Interest quickened. The four worked in silence, but they worked fast.
Oyster after oyster was opened, carefully inspected, then tossed aside.

Derek found the next one. It, too, was perfectly shaped, but slightly
smaller than the one Biff had found.

It was Crunch who came through with the topper. A big grin on his face,
Crunch came over to Biff and held our his huge hand. In the center of
his palm was a pearl twice the size of those already found.

“This is it! This is it! Look at Crunch’s pearl!”

Again they all crowded around. This was a real beauty. It didn’t take an
expert to know that Crunch had found a pearl of great value.

“Think we’ve found it, Uncle Charlie?” Biff asked. “I mean the fishery
Derek’s father discovered?”

“It could be, Biff. It darn well could be.”

Biff looked at Derek. There was a smile on the Dutch boy’s face. Then
the smile disappeared.

“What’s the matter, Derek?” Biff asked.

“My father found black pearls,” Derek replied.

“They’re all colors, Derek,” Uncle Charlie told him. “Actually, the
black ones aren’t as valuable as the white. They’re valuable, all right,
especially if they’re perfectly matched, as those two your father sent
us were.”

“I’d feel a lot more certain that we’d found the right place if we found
some black ones.”

“Let’s go back down when we finish these oysters,” Biff said.

“With all those sharks?”

“Funny thing about sharks,” Uncle Charlie said. “Although they are the
pearl diver’s greatest enemy, they can also help produce the pearl.”

“How?” Biff wanted to know.

“The best pearl is the perfectly round pearl.
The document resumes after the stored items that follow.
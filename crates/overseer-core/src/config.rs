//! Config - 設定ファイル（`overseer.toml`）と環境変数による上書き
//!
//! すべてのセクションとフィールドに既定値があるので、空のファイルや
//! ファイルなしでも使える設定になる。

use std::path::{Path, PathBuf};
use std::time::Duration;

use serde::{Deserialize, Serialize};
use thiserror::Error;

use crate::app::{EvalSettings, RunSettings};
use crate::impls::CommandSpec;

pub const DEFAULT_CONFIG_FILE: &str = "overseer.toml";

pub const ENV_CACHE_DIR: &str = "OVERSEER_CACHE_DIR";
pub const ENV_LOG_LEVEL: &str = "OVERSEER_LOG_LEVEL";

/// ConfigError は設定の読み込み・検証エラー
#[derive(Debug, Error)]
pub enum ConfigError {
    #[error("fail to read config {path}: {source}")]
    Read {
        path: PathBuf,
        #[source]
        source: std::io::Error,
    },

    #[error("fail to parse config {path}: {source}")]
    Parse {
        path: PathBuf,
        #[source]
        source: toml::de::Error,
    },

    #[error("invalid config: {0}")]
    Invalid(String),
}

/// AppConfig は `overseer.toml` 全体
///
/// 未知のセクションはタイプミスとみなして拒否する。
#[derive(Debug, Clone, Default, PartialEq, Serialize, Deserialize)]
#[serde(default, deny_unknown_fields)]
pub struct AppConfig {
    pub logging: LoggingConfig,
    pub run: RunConfig,
    pub eval: EvalConfig,
    pub cache: CacheConfig,
    pub query: CommandConfig,
    pub policy: CommandConfig,
    pub notify: NotifyConfig,
}

#[derive(Debug, Clone, Copy, Default, PartialEq, Eq, Serialize, Deserialize)]
#[serde(rename_all = "lowercase")]
pub enum LogFormat {
    #[default]
    Text,
    Json,
}

#[derive(Debug, Clone, PartialEq, Serialize, Deserialize)]
#[serde(default)]
pub struct LoggingConfig {
    pub enabled: bool,
    pub level: String,
    pub format: LogFormat,
}

impl Default for LoggingConfig {
    fn default() -> Self {
        Self {
            enabled: true,
            level: "info".to_string(),
            format: LogFormat::Text,
        }
    }
}

#[derive(Debug, Clone, PartialEq, Serialize, Deserialize)]
#[serde(default)]
pub struct RunConfig {
    pub concurrency: usize,
    /// 未設定ならクエリごとの締め切りなし
    pub query_timeout_secs: Option<u64>,
}

impl Default for RunConfig {
    fn default() -> Self {
        Self {
            concurrency: 4,
            query_timeout_secs: None,
        }
    }
}

impl RunConfig {
    /// CLI の `--reset` と合わせて RunSettings にする
    pub fn settings(&self, reset: bool) -> RunSettings {
        RunSettings {
            concurrency: self.concurrency,
            query_timeout: self.query_timeout_secs.map(Duration::from_secs),
            reset,
        }
    }
}

#[derive(Debug, Clone, PartialEq, Serialize, Deserialize)]
#[serde(default)]
pub struct EvalConfig {
    pub concurrency: usize,
}

impl Default for EvalConfig {
    fn default() -> Self {
        Self { concurrency: 4 }
    }
}

impl EvalConfig {
    pub fn settings(&self) -> EvalSettings {
        EvalSettings {
            concurrency: self.concurrency,
        }
    }
}

#[derive(Debug, Clone, Copy, Default, PartialEq, Eq, Serialize, Deserialize)]
#[serde(rename_all = "lowercase")]
pub enum CacheBackend {
    /// プロセス内のみ。Run と Eval が同じプロセスのときだけ意味がある
    Memory,
    #[default]
    File,
}

#[derive(Debug, Clone, PartialEq, Serialize, Deserialize)]
#[serde(default)]
pub struct CacheConfig {
    pub backend: CacheBackend,
    pub dir: PathBuf,
}

impl Default for CacheConfig {
    fn default() -> Self {
        Self {
            backend: CacheBackend::File,
            dir: PathBuf::from(".overseer/cache"),
        }
    }
}

/// 外部プログラムの argv: `command = ["psql", "-At", "--csv"]`
#[derive(Debug, Clone, Default, PartialEq, Eq, Serialize, Deserialize)]
#[serde(default)]
pub struct CommandConfig {
    pub command: Vec<String>,
}

impl CommandConfig {
    /// 未設定（空）なら None
    pub fn spec(&self) -> Option<CommandSpec> {
        CommandSpec::from_argv(&self.command)
    }
}

#[derive(Debug, Clone, Copy, Default, PartialEq, Eq, Serialize, Deserialize)]
#[serde(rename_all = "lowercase")]
pub enum NotifyKind {
    #[default]
    Stdout,
    File,
}

#[derive(Debug, Clone, Default, PartialEq, Serialize, Deserialize)]
#[serde(default)]
pub struct NotifyConfig {
    pub kind: NotifyKind,
    /// `kind = "file"` のとき必須
    pub path: Option<PathBuf>,
}

impl AppConfig {
    /// TOML を解析して検証（`path` はエラーメッセージ用）
    pub fn from_toml(path: &Path, text: &str) -> Result<Self, ConfigError> {
        let cfg: AppConfig = toml::from_str(text).map_err(|source| ConfigError::Parse {
            path: path.to_path_buf(),
            source,
        })?;
        cfg.validate()?;
        Ok(cfg)
    }

    /// 値の整合性を検証
    pub fn validate(&self) -> Result<(), ConfigError> {
        if self.run.concurrency == 0 {
            return Err(ConfigError::Invalid("run.concurrency must be > 0".into()));
        }
        if self.eval.concurrency == 0 {
            return Err(ConfigError::Invalid("eval.concurrency must be > 0".into()));
        }
        if self.run.query_timeout_secs == Some(0) {
            return Err(ConfigError::Invalid(
                "run.query_timeout_secs must be > 0".into(),
            ));
        }
        if self.notify.kind == NotifyKind::File && self.notify.path.is_none() {
            return Err(ConfigError::Invalid(
                "notify.path is required when notify.kind = \"file\"".into(),
            ));
        }
        Ok(())
    }

    /// `OVERSEER_*` による上書きを適用（空白だけの値は無視）
    pub fn apply_env<F>(&mut self, lookup: F)
    where
        F: Fn(&str) -> Option<String>,
    {
        let non_blank = |key: &str| lookup(key).filter(|v| !v.trim().is_empty());

        if let Some(dir) = non_blank(ENV_CACHE_DIR) {
            self.cache.dir = PathBuf::from(dir);
        }
        if let Some(level) = non_blank(ENV_LOG_LEVEL) {
            self.logging.level = level;
        }
    }
}

/// 設定を読み込む
///
/// # 優先順位
/// 1. 明示された `path`（存在しなければエラー）
/// 2. カレントの `./overseer.toml`（あれば）
/// 3. 既定値
///
/// 環境変数による上書きは最後に適用する。
pub fn load(path: Option<&Path>) -> Result<AppConfig, ConfigError> {
    let local = Path::new(DEFAULT_CONFIG_FILE);
    let source = match path {
        Some(p) => Some(p),
        None if local.exists() => Some(local),
        None => None,
    };

    let mut cfg = match source {
        Some(p) => {
            let text = std::fs::read_to_string(p).map_err(|source| ConfigError::Read {
                path: p.to_path_buf(),
                source,
            })?;
            AppConfig::from_toml(p, &text)?
        }
        None => AppConfig::default(),
    };

    cfg.apply_env(|key| std::env::var(key).ok());
    Ok(cfg)
}
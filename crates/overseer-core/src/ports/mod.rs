//! Ports - 抽象化レイヤー
//!
//! このモジュールは Hexagonal Architecture の「ポート」を定義します。
//! 各 trait は外部システム（クエリエンジン、キャッシュ、ポリシーエンジン、通知経路）
//! またはプロセス全体の状態（時計、ID 発行）への境界で、
//! Runner / Evaluator をテストダブルで検証できるようにします。

pub mod cache;
pub mod clock;
pub mod id_generator;
pub mod notify;
pub mod policy;
pub mod query;

pub use self::cache::CacheService;
pub use self::clock::{Clock, FixedClock, SystemClock};
pub use self::id_generator::{IdGenerator, UuidV7Generator};
pub use self::notify::NotifyService;
pub use self::policy::PolicyService;
pub use self::query::QueryService;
The foreign body which
gets into the oyster must be perfectly round to produce the perfect
pearl. These round objects are the eggs of parasitic worms. The adult
worms are the parasites of sharks.”

“So where you find sharks, you can find pearls?” Biff asked.

“Not exactly, Biff. What I mean is this: where there are pearl
fisheries, the perfect pearls come from the eggs the shark’s parasites
lay.”

No more pearls were found in the batch dug that morning. It was growing
late in the afternoon. They decided to go back to the morning’s site,
and if no sharks were in evidence, they’d try half an hour’s diving.

They returned to the same site. Biff and Derek went overside. Before
they started scooping up oysters, they made sure no sharks were around.
Biff loaded one basket and sent it up. He saw Derek send one up. Biff
filled another. He looked at his watch. They’d been down twenty minutes.

“One more basket,” Biff said to himself, “and we’ll call it a day.” He
turned in Derek’s direction to signal to him that this was the last
basket. Roiling water ahead pushed an alarm button in Biff’s mind. He
increased his speed.

Derek was being attacked savagely by giant band shells. They swarmed
around him, slashing at him with their claw-shaped, horny shells.

Biff whipped out his knife and shot into action.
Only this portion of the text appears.